Continuing with the Augustinian thread, Anastasia Cherygova’s article on book X of the Confessions deals with the problem of memory. What is it? How can it take the past—what is no more—and make it present to the mind? She shows how book X, while often considered disjointed from the first nine books and certainly more difficult to follow, is really fundamental for understanding what Augustine is doing throughout the work, that is, making the past present.
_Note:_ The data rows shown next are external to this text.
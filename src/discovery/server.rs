//! Discovery server runner

use crate::common::config::DiscoveryConfig;
use crate::discovery::http::{create_router, DiscoveryState};
use crate::discovery::registry::Registry;
use crate::Result;
use std::sync::Arc;

pub struct DiscoveryServer {
    config: DiscoveryConfig,
}

impl DiscoveryServer {
    pub fn new(config: DiscoveryConfig) -> Self {
        Self { config }
    }

    pub async fn serve(self) -> Result<()> {
        tracing::info!("Starting discovery registry");
        tracing::info!("  HTTP API: {}", self.config.bind_addr);

        let state = DiscoveryState {
            registry: Arc::new(Registry::new()),
        };
        let router = create_router(state);

        let listener = tokio::net::TcpListener::bind(self.config.bind_addr).await?;
        tracing::info!("Discovery registry ready");
        axum::serve(listener, router).await?;
        Ok(())
    }
}
//! Master: topology owner and rebalance coordinator.

pub mod http;
pub mod node_client;
pub mod orchestrator;
pub mod server;
pub mod topology;

pub use orchestrator::{NodeControl, NodePlan, Orchestrator};
pub use server::MasterServer;
pub use topology::{plan_fragments, redistribute, Topology, TopologyMaps};
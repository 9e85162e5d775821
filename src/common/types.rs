//! Shared wire types: cluster actions, node states, and request/response
//! bodies for the master, node, and discovery HTTP surfaces.

use serde::{Deserialize, Serialize};
use std::collections::{BTreeMap, HashMap};

/// Cluster-change action driven by the master.
#[derive(Debug, Clone, Copy, PartialEq, Eq, Hash, Serialize, Deserialize)]
#[serde(rename_all = "snake_case")]
pub enum Action {
    /// Whole shards relocate between servers (server added/removed).
    MoveShards,
    /// Hash fragments relocate because the shard count changed.
    RearrangeShards,
}

impl std::fmt::Display for Action {
    fn fmt(&self, f: &mut std::fmt::Formatter<'_>) -> std::fmt::Result {
        match self {
            Action::MoveShards => write!(f, "move-shards"),
            Action::RearrangeShards => write!(f, "rearrange-shards"),
        }
    }
}

/// Phase within an action's protocol run.
#[derive(Debug, Clone, Copy, PartialEq, Eq, Serialize, Deserialize)]
#[serde(rename_all = "snake_case")]
pub enum Phase {
    Prepare,
    Process,
    Apply,
    Rollback,
}

/// Node lifecycle state. Exactly one holds per node at any time.
#[derive(Debug, Clone, Copy, PartialEq, Eq, Hash, Serialize, Deserialize)]
#[serde(rename_all = "snake_case")]
pub enum NodeState {
    Init,
    Running,
    MovePreparing,
    MovePrepared,
    MoveProcessing,
    MoveProcessed,
    MoveApplying,
    MoveRollingBack,
    RearrangePreparing,
    RearrangePrepared,
    RearrangeProcessing,
    RearrangeProcessed,
    RearrangeApplying,
    RearrangeRollingBack,
    Dead,
}

impl NodeState {
    /// The in-flight action, if this is a phase state.
    pub fn action(&self) -> Option<Action> {
        use NodeState::*;
        match self {
            MovePreparing | MovePrepared | MoveProcessing | MoveProcessed | MoveApplying
            | MoveRollingBack => Some(Action::MoveShards),
            RearrangePreparing | RearrangePrepared | RearrangeProcessing | RearrangeProcessed
            | RearrangeApplying | RearrangeRollingBack => Some(Action::RearrangeShards),
            _ => None,
        }
    }

    /// The current phase, if this is a phase state.
    pub fn phase(&self) -> Option<Phase> {
        use NodeState::*;
        match self {
            MovePreparing | MovePrepared | RearrangePreparing | RearrangePrepared => {
                Some(Phase::Prepare)
            }
            MoveProcessing | MoveProcessed | RearrangeProcessing | RearrangeProcessed => {
                Some(Phase::Process)
            }
            MoveApplying | RearrangeApplying => Some(Phase::Apply),
            MoveRollingBack | RearrangeRollingBack => Some(Phase::Rollback),
            _ => None,
        }
    }

    pub fn preparing(action: Action) -> NodeState {
        match action {
            Action::MoveShards => NodeState::MovePreparing,
            Action::RearrangeShards => NodeState::RearrangePreparing,
        }
    }

    pub fn prepared(action: Action) -> NodeState {
        match action {
            Action::MoveShards => NodeState::MovePrepared,
            Action::RearrangeShards => NodeState::RearrangePrepared,
        }
    }

    pub fn processing(action: Action) -> NodeState {
        match action {
            Action::MoveShards => NodeState::MoveProcessing,
            Action::RearrangeShards => NodeState::RearrangeProcessing,
        }
    }

    pub fn processed(action: Action) -> NodeState {
        match action {
            Action::MoveShards => NodeState::MoveProcessed,
            Action::RearrangeShards => NodeState::RearrangeProcessed,
        }
    }

    pub fn applying(action: Action) -> NodeState {
        match action {
            Action::MoveShards => NodeState::MoveApplying,
            Action::RearrangeShards => NodeState::RearrangeApplying,
        }
    }

    pub fn rolling_back(action: Action) -> NodeState {
        match action {
            Action::MoveShards => NodeState::MoveRollingBack,
            Action::RearrangeShards => NodeState::RearrangeRollingBack,
        }
    }
}

impl std::fmt::Display for NodeState {
    // Display through the serde snake_case names so logs match wire bodies.
    fn fmt(&self, f: &mut std::fmt::Formatter<'_>) -> std::fmt::Result {
        let s = serde_json::to_string(self).map_err(|_| std::fmt::Error)?;
        write!(f, "{}", s.trim_matches('"'))
    }
}

/// A contiguous hash sub-range moving from one shard's current host to
/// another shard's future host during a shard-count change.
///
/// `range_from` is exclusive, `range_to` inclusive.
#[derive(Debug, Clone, Copy, PartialEq, Eq, Serialize, Deserialize)]
pub struct Fragment {
    pub old_shard: u32,
    pub new_shard: u32,
    pub range_from: i64,
    pub range_to: i64,
}

impl Fragment {
    /// Does this fragment's range contain `hash`?
    pub fn contains(&self, hash: i64) -> bool {
        // The first fragment's lower bound is i64::MIN itself, which the
        // exclusive comparison would otherwise drop.
        (hash > self.range_from || (self.range_from == i64::MIN && hash == i64::MIN))
            && hash <= self.range_to
    }
}

/// Generic success/message pair returned by every mutating call.
#[derive(Debug, Clone, Serialize, Deserialize)]
pub struct StatusResponse {
    pub success: bool,
    pub message: String,
}

impl StatusResponse {
    pub fn ok(message: impl Into<String>) -> Self {
        Self {
            success: true,
            message: message.into(),
        }
    }

    pub fn fail(message: impl Into<String>) -> Self {
        Self {
            success: false,
            message: message.into(),
        }
    }
}

// === Master -> node management bodies ===

/// One whole-shard transfer a node must perform during `MoveShards`.
#[derive(Debug, Clone, Copy, Serialize, Deserialize)]
pub struct SendShardTask {
    pub shard_id: u32,
    pub target_server: u32,
}

#[derive(Debug, Clone, Serialize, Deserialize)]
pub struct PrepareMoveRequest {
    /// Shards this node will receive into staged storage.
    pub receive_shard_ids: Vec<u32>,
    /// Shards this node must push out during Process.
    pub send_tasks: Vec<SendShardTask>,
    /// Total shard count after the change (unchanged for moves).
    pub full_shard_count: u32,
}

#[derive(Debug, Clone, Serialize, Deserialize)]
pub struct PrepareRearrangeRequest {
    /// Fragments whose old shard lives on this node.
    pub fragments: Vec<Fragment>,
    /// Future owner of each new shard referenced by the fragments.
    pub server_by_shard: HashMap<u32, u32>,
    /// This node's slice of the new shard -> boundary scheme.
    pub shard_to_hash: BTreeMap<u32, i64>,
    /// Total shard count after the change.
    pub full_shard_count: u32,
}

#[derive(Debug, Clone, Copy, Serialize, Deserialize)]
pub struct ActionRequest {
    pub action: Action,
}

// === Node client surface bodies ===

#[derive(Debug, Clone, Copy, PartialEq, Eq, Serialize, Deserialize)]
#[serde(rename_all = "snake_case")]
pub enum SetStatus {
    Success,
    Error,
    /// Accepted into a pending queue; the destination is not finalized yet.
    Queued,
    /// The key now belongs to another server; redirect there.
    Transfer,
}

#[derive(Debug, Clone, Serialize, Deserialize)]
pub struct SetResponse {
    pub status: SetStatus,
    /// Destination server for `Transfer`.
    #[serde(skip_serializing_if = "Option::is_none")]
    pub target_server: Option<u32>,
    pub message: String,
}

impl SetResponse {
    pub fn success(message: impl Into<String>) -> Self {
        Self {
            status: SetStatus::Success,
            target_server: None,
            message: message.into(),
        }
    }

    pub fn queued(message: impl Into<String>) -> Self {
        Self {
            status: SetStatus::Queued,
            target_server: None,
            message: message.into(),
        }
    }

    pub fn transfer(target_server: u32) -> Self {
        Self {
            status: SetStatus::Transfer,
            target_server: Some(target_server),
            message: "Entry should be applied on another server".into(),
        }
    }

    pub fn error(message: impl Into<String>) -> Self {
        Self {
            status: SetStatus::Error,
            target_server: None,
            message: message.into(),
        }
    }
}

#[derive(Debug, Clone, Copy, PartialEq, Eq, Serialize, Deserialize)]
#[serde(rename_all = "snake_case")]
pub enum GetStatus {
    Success,
    Error,
    /// The key is not (yet) owned here; refresh topology and retry elsewhere.
    WrongNode,
}

#[derive(Debug, Clone, Serialize, Deserialize)]
pub struct GetResponse {
    pub status: GetStatus,
    #[serde(skip_serializing_if = "Option::is_none")]
    pub value: Option<String>,
}

#[derive(Debug, Clone, Serialize, Deserialize)]
pub struct SetKeyRequest {
    pub value: String,
    /// Client-side wall clock, used to order queued writes.
    pub timestamp: u64,
}

// === Node -> node bodies ===

/// A whole shard or a fragment of one, pushed into the receiver's staged
/// storage.
#[derive(Debug, Clone, Serialize, Deserialize)]
pub struct ShardPayload {
    pub shard_id: u32,
    pub entries: HashMap<String, String>,
}

// === Status / health ===

/// Per-shard statistics.
#[derive(Debug, Clone, Copy, Default, PartialEq, Eq, Serialize, Deserialize)]
pub struct ShardStats {
    pub entries: usize,
    pub bytes: usize,
}

#[derive(Debug, Clone, Serialize, Deserialize)]
pub struct NodeStatus {
    pub state: NodeState,
    pub shard_stats: BTreeMap<u32, ShardStats>,
    pub staged_shard_stats: BTreeMap<u32, ShardStats>,
    pub apply_queue_size: usize,
    pub rollback_queue_size: usize,
}

#[derive(Debug, Clone, Serialize, Deserialize)]
pub struct HeartbeatRequest {
    pub timestamp: u64,
}

#[derive(Debug, Clone, Serialize, Deserialize)]
pub struct HeartbeatResponse {
    pub healthy: bool,
    pub server_timestamp: u64,
    pub message: String,
}

// === Discovery ===

#[derive(Debug, Clone, Copy, PartialEq, Eq, Serialize, Deserialize)]
#[serde(rename_all = "snake_case")]
pub enum ServiceKind {
    Master,
    Node,
    Client,
}

/// A service registration: id + where to reach it.
#[derive(Debug, Clone, PartialEq, Eq, Serialize, Deserialize)]
pub struct ServiceDescriptor {
    pub id: u32,
    pub kind: ServiceKind,
    pub host: String,
    pub port: u16,
}

impl ServiceDescriptor {
    pub fn base_url(&self) -> String {
        format!("http://{}:{}", self.host, self.port)
    }
}

impl std::fmt::Display for ServiceDescriptor {
    fn fmt(&self, f: &mut std::fmt::Formatter<'_>) -> std::fmt::Result {
        write!(f, "{:?} {} at {}:{}", self.kind, self.id, self.host, self.port)
    }
}
//! Service registry
//!
//! One process-wide address book for the cluster: storage nodes by id,
//! routing clients by id, and the single master. Registration is
//! last-writer-wins so a restarted service can re-register under its old id.

use crate::common::types::{ServiceDescriptor, ServiceKind};
use std::collections::HashMap;
use std::sync::Mutex;
use tracing::info;

#[derive(Default)]
pub struct Registry {
    inner: Mutex<RegistryInner>,
}

#[derive(Default)]
struct RegistryInner {
    nodes: HashMap<u32, ServiceDescriptor>,
    clients: HashMap<u32, ServiceDescriptor>,
    master: Option<ServiceDescriptor>,
}

impl Registry {
    pub fn new() -> Self {
        Self::default()
    }

    pub fn register(&self, descriptor: ServiceDescriptor) {
        let mut inner = self.inner.lock().unwrap();
        info!(
            id = descriptor.id,
            kind = ?descriptor.kind,
            url = %descriptor.base_url(),
            "service registered"
        );
        match descriptor.kind {
            ServiceKind::Node => {
                inner.nodes.insert(descriptor.id, descriptor);
            }
            ServiceKind::Client => {
                inner.clients.insert(descriptor.id, descriptor);
            }
            ServiceKind::Master => {
                inner.master = Some(descriptor);
            }
        }
    }

    pub fn node(&self, id: u32) -> Option<ServiceDescriptor> {
        self.inner.lock().unwrap().nodes.get(&id).cloned()
    }

    pub fn nodes(&self) -> HashMap<u32, ServiceDescriptor> {
        self.inner.lock().unwrap().nodes.clone()
    }

    pub fn client(&self, id: u32) -> Option<ServiceDescriptor> {
        self.inner.lock().unwrap().clients.get(&id).cloned()
    }

    pub fn master(&self) -> Option<ServiceDescriptor> {
        self.inner.lock().unwrap().master.clone()
    }
}

#[cfg(test)]
mod tests {
    use super::*;

    fn descriptor(id: u32, kind: ServiceKind, port: u16) -> ServiceDescriptor {
        ServiceDescriptor {
            id,
            kind,
            host: "localhost".to_string(),
            port,
        }
    }

    #[test]
    fn test_register_and_lookup_by_kind() {
        let registry = Registry::new();
        registry.register(descriptor(1, ServiceKind::Node, 6001));
        registry.register(descriptor(1, ServiceKind::Client, 7001));
        registry.register(descriptor(0, ServiceKind::Master, 5000));

        assert_eq!(registry.node(1).unwrap().port, 6001);
        assert_eq!(registry.client(1).unwrap().port, 7001);
        assert_eq!(registry.master().unwrap().port, 5000);
        assert!(registry.node(2).is_none());
    }

    #[test]
    fn test_reregistration_overwrites() {
        let registry = Registry::new();
        registry.register(descriptor(1, ServiceKind::Node, 6001));
        registry.register(descriptor(1, ServiceKind::Node, 6002));
        assert_eq!(registry.node(1).unwrap().port, 6002);
        assert_eq!(registry.nodes().len(), 1);
    }
}
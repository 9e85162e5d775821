//! HTTP API for a storage node: client, management, and peer surfaces.

use crate::common::types::{
    ActionRequest, GetResponse, HeartbeatRequest, HeartbeatResponse, NodeStatus,
    PrepareMoveRequest, PrepareRearrangeRequest, SetKeyRequest, SetResponse, ShardPayload,
    StatusResponse,
};
use crate::common::util::timestamp_now_millis;
use crate::node::management::NodeManager;
use crate::node::peer_client::HttpPeerTransport;
use crate::Result;
use axum::extract::{Path, State};
use axum::response::IntoResponse;
use axum::{Json, Router};
use std::sync::Arc;

#[derive(Clone)]
pub struct NodeHttpState {
    pub manager: Arc<NodeManager<HttpPeerTransport>>,
}

pub fn create_router(state: NodeHttpState) -> Router {
    Router::new()
        // client surface
        .route("/kv/:key", axum::routing::put(set_key))
        .route("/kv/:key", axum::routing::get(get_key))
        .route("/status", axum::routing::get(status))
        .route("/heartbeat", axum::routing::post(heartbeat))
        // master management surface
        .route("/manage/prepare-move", axum::routing::post(prepare_move))
        .route(
            "/manage/prepare-rearrange",
            axum::routing::post(prepare_rearrange),
        )
        .route("/manage/process", axum::routing::post(process))
        .route("/manage/apply", axum::routing::post(apply))
        .route("/manage/rollback", axum::routing::post(rollback))
        // peer surface
        .route("/peer/shard", axum::routing::post(receive_shard))
        .route("/peer/fragment", axum::routing::post(receive_fragment))
        .with_state(state)
}

fn respond(result: Result<()>) -> impl IntoResponse {
    match result {
        Ok(()) => (axum::http::StatusCode::OK, Json(StatusResponse::ok("OK"))),
        Err(e) => (e.to_http_status(), Json(StatusResponse::fail(e.to_string()))),
    }
}

async fn set_key(
    State(state): State<NodeHttpState>,
    Path(key): Path<String>,
    Json(req): Json<SetKeyRequest>,
) -> Json<SetResponse> {
    Json(state.manager.store().set(&key, &req.value, req.timestamp))
}

async fn get_key(State(state): State<NodeHttpState>, Path(key): Path<String>) -> Json<GetResponse> {
    Json(state.manager.store().get(&key))
}

async fn status(State(state): State<NodeHttpState>) -> Json<NodeStatus> {
    Json(state.manager.store().status())
}

async fn heartbeat(
    State(state): State<NodeHttpState>,
    Json(_req): Json<HeartbeatRequest>,
) -> Json<HeartbeatResponse> {
    Json(HeartbeatResponse {
        healthy: true,
        server_timestamp: timestamp_now_millis(),
        message: format!("node state {}", state.manager.store().state()),
    })
}

async fn prepare_move(
    State(state): State<NodeHttpState>,
    Json(req): Json<PrepareMoveRequest>,
) -> impl IntoResponse {
    respond(state.manager.prepare_move(req))
}

async fn prepare_rearrange(
    State(state): State<NodeHttpState>,
    Json(req): Json<PrepareRearrangeRequest>,
) -> impl IntoResponse {
    respond(state.manager.prepare_rearrange(req))
}

async fn process(
    State(state): State<NodeHttpState>,
    Json(req): Json<ActionRequest>,
) -> impl IntoResponse {
    respond(state.manager.process(req.action).await)
}

async fn apply(
    State(state): State<NodeHttpState>,
    Json(req): Json<ActionRequest>,
) -> impl IntoResponse {
    respond(state.manager.apply(req.action))
}

async fn rollback(
    State(state): State<NodeHttpState>,
    Json(req): Json<ActionRequest>,
) -> impl IntoResponse {
    respond(state.manager.rollback(req.action))
}

async fn receive_shard(
    State(state): State<NodeHttpState>,
    Json(payload): Json<ShardPayload>,
) -> impl IntoResponse {
    state.manager.store().receive_into_staged(payload);
    Json(StatusResponse::ok("received"))
}

async fn receive_fragment(
    State(state): State<NodeHttpState>,
    Json(payload): Json<ShardPayload>,
) -> impl IntoResponse {
    state.manager.store().receive_into_staged(payload);
    Json(StatusResponse::ok("received"))
}
//! Master server runner

use crate::common::config::MasterConfig;
use crate::common::types::{ServiceDescriptor, ServiceKind};
use crate::discovery::DiscoveryClient;
use crate::master::http::{create_router, MasterState};
use crate::master::node_client::HttpNodeControl;
use crate::master::topology::Topology;
use crate::Result;
use std::sync::Arc;
use std::time::Duration;

pub struct MasterServer {
    config: MasterConfig,
}

impl MasterServer {
    pub fn new(config: MasterConfig) -> Self {
        Self { config }
    }

    pub async fn serve(self) -> Result<()> {
        tracing::info!("Starting master");
        tracing::info!("  HTTP API: {}", self.config.bind_addr);
        tracing::info!("  Discovery: {}", self.config.discovery_url);
        tracing::info!("  Initial shards: {}", self.config.initial_shard_count);

        let discovery = DiscoveryClient::new(self.config.discovery_url.clone());
        let control = HttpNodeControl::new(
            discovery.clone(),
            Duration::from_secs(self.config.node_call_timeout_secs),
        );
        let topology = Arc::new(Topology::new(self.config.initial_shard_count, control));

        discovery
            .register(&ServiceDescriptor {
                id: 0,
                kind: ServiceKind::Master,
                host: "localhost".to_string(),
                port: self.config.bind_addr.port(),
            })
            .await?;

        let router = create_router(MasterState { topology });
        let listener = tokio::net::TcpListener::bind(self.config.bind_addr).await?;
        tracing::info!("Master ready");
        axum::serve(listener, router).await?;
        Ok(())
    }
}
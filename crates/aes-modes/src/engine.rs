//! The cipher engine: one expanded key schedule plus chaining and padding.

use core::fmt;
use std::sync::Arc;

use aes_core::{expand_key, Aes128Key, Direction, RoundKeys, StageObserver, BLOCK_SIZE};
use rand::rngs::OsRng;
use rand::{CryptoRng, RngCore};

use crate::error::{Error, Result};
use crate::mode::{Iv, Mode};
use crate::padding::{pad, unpad};
use crate::{cbc, ecb};

type SharedObserver = Arc<dyn StageObserver + Send + Sync>;

/// Output of [`Cipher::encrypt`].
///
/// In CBC mode `iv` must be stored or sent with the ciphertext: decryption
/// cannot recover it from the ciphertext alone.
#[derive(Clone, Debug, PartialEq, Eq)]
pub struct Encrypted {
    /// Concatenated ciphertext blocks.
    pub ciphertext: Vec<u8>,
    /// IV used for CBC, `None` for ECB.
    pub iv: Option<Iv>,
}

/// AES-128 cipher bound to a single key.
///
/// The round-key schedule is derived once in the constructor and never
/// changes, so a `Cipher` can be shared across threads and used for any
/// number of concurrent calls.
#[derive(Clone)]
pub struct Cipher {
    round_keys: RoundKeys,
    observer: Option<SharedObserver>,
}

impl Cipher {
    /// Builds a cipher from raw key bytes, which must be exactly 16 bytes.
    pub fn new(key: &[u8]) -> Result<Self> {
        let key = Aes128Key::try_from(key)?;
        Ok(Self::from_key(&key))
    }

    /// Builds a cipher from a typed key.
    pub fn from_key(key: &Aes128Key) -> Self {
        Self {
            round_keys: expand_key(key),
            observer: None,
        }
    }

    /// Attaches an observer that sees the state after every round stage.
    pub fn with_observer<O>(mut self, observer: O) -> Self
    where
        O: StageObserver + Send + Sync + 'static,
    {
        self.observer = Some(Arc::new(observer));
        self
    }

    /// Returns the expanded key schedule.
    pub fn round_keys(&self) -> &RoundKeys {
        &self.round_keys
    }

    /// Pads and encrypts `plaintext`. CBC draws its IV from the OS RNG.
    pub fn encrypt(&self, plaintext: &[u8], mode: Mode) -> Encrypted {
        self.encrypt_with_rng(plaintext, mode, &mut OsRng)
    }

    /// Like [`encrypt`](Self::encrypt), drawing the CBC IV from `rng`.
    pub fn encrypt_with_rng<R: RngCore + CryptoRng>(
        &self,
        plaintext: &[u8],
        mode: Mode,
        rng: &mut R,
    ) -> Encrypted {
        let iv = mode.uses_iv().then(|| {
            let mut iv = [0u8; BLOCK_SIZE];
            rng.fill_bytes(&mut iv);
            iv
        });
        self.seal(plaintext, mode, iv)
    }

    /// CBC-encrypts `plaintext` under a caller-chosen IV.
    ///
    /// Reusing an IV under the same key leaks equality of message prefixes;
    /// prefer [`encrypt`](Self::encrypt) unless the IV is managed elsewhere.
    pub fn encrypt_with_iv(&self, plaintext: &[u8], iv: &Iv) -> Encrypted {
        self.seal(plaintext, Mode::Cbc, Some(*iv))
    }

    fn seal(&self, plaintext: &[u8], mode: Mode, iv: Option<Iv>) -> Encrypted {
        let mut data = pad(plaintext);
        log::debug!(
            "encrypting {} bytes ({} blocks) in {} mode",
            plaintext.len(),
            data.len() / BLOCK_SIZE,
            mode
        );
        if let Some(iv) = &iv {
            log::debug!("CBC initialization vector {iv:02x?}");
        }
        // Padded output is always block-aligned.
        let keys = &self.round_keys;
        let dir = Direction::Encrypt;
        match (&self.observer, iv) {
            (Some(observer), Some(iv)) => cbc::chain_encrypt(&mut data, &iv, keys, &**observer),
            (None, Some(iv)) => cbc::chain_encrypt(&mut data, &iv, keys, &()),
            (Some(observer), None) => ecb::transform(&mut data, keys, dir, &**observer),
            (None, None) => ecb::transform(&mut data, keys, dir, &()),
        }
        Encrypted {
            ciphertext: data,
            iv,
        }
    }

    /// Decrypts `ciphertext` and strips its padding.
    ///
    /// CBC requires the IV returned by the matching encryption; ECB ignores
    /// `iv`.
    pub fn decrypt(&self, ciphertext: &[u8], mode: Mode, iv: Option<&Iv>) -> Result<Vec<u8>> {
        if ciphertext.is_empty() || ciphertext.len() % BLOCK_SIZE != 0 {
            return Err(Error::InvalidLength {
                actual: ciphertext.len(),
            });
        }
        let iv = match mode {
            Mode::Cbc => Some(iv.ok_or(Error::MissingIv)?),
            Mode::Ecb => {
                if iv.is_some() {
                    log::debug!("ignoring IV supplied for ECB decryption");
                }
                None
            }
        };
        log::debug!(
            "decrypting {} blocks in {} mode",
            ciphertext.len() / BLOCK_SIZE,
            mode
        );

        let mut data = ciphertext.to_vec();
        match (&self.observer, iv) {
            (Some(observer), Some(iv)) => {
                cbc::decrypt_blocks(&mut data, iv, &self.round_keys, &**observer)?
            }
            (None, Some(iv)) => cbc::decrypt_blocks(&mut data, iv, &self.round_keys, &())?,
            (Some(observer), None) => {
                ecb::decrypt_blocks(&mut data, &self.round_keys, &**observer)?
            }
            (None, None) => ecb::decrypt_blocks(&mut data, &self.round_keys, &())?,
        }

        let len = unpad(&data)?.len();
        data.truncate(len);
        Ok(data)
    }
}

impl fmt::Debug for Cipher {
    fn fmt(&self, f: &mut fmt::Formatter<'_>) -> fmt::Result {
        f.debug_struct("Cipher")
            .field("observer", &self.observer.is_some())
            .finish_non_exhaustive()
    }
}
We then move to a historical thread, beginning with Bede’s preface to his Ecclesiastical History of the English People. Here we consider the purpose of reading history, namely to learn to imitate the good deeds and avoid the evil deeds of those who came before us. Angelica Medina reflects on the “Black Legend,” the rather biased narrative of the Spanish colonial era; she argues that we need to take another look at the stories we tell about the actions of Catholic Spain in the New World. Finally, as though in reply to Angelica, Wade Loach presents an account of Fr. John Lingard, the founder of the modern historical method—a method that he meant to be unbiased and objective. Certainly Fr. Lingard’s method has something to offer as we look back at the early days of New Spain.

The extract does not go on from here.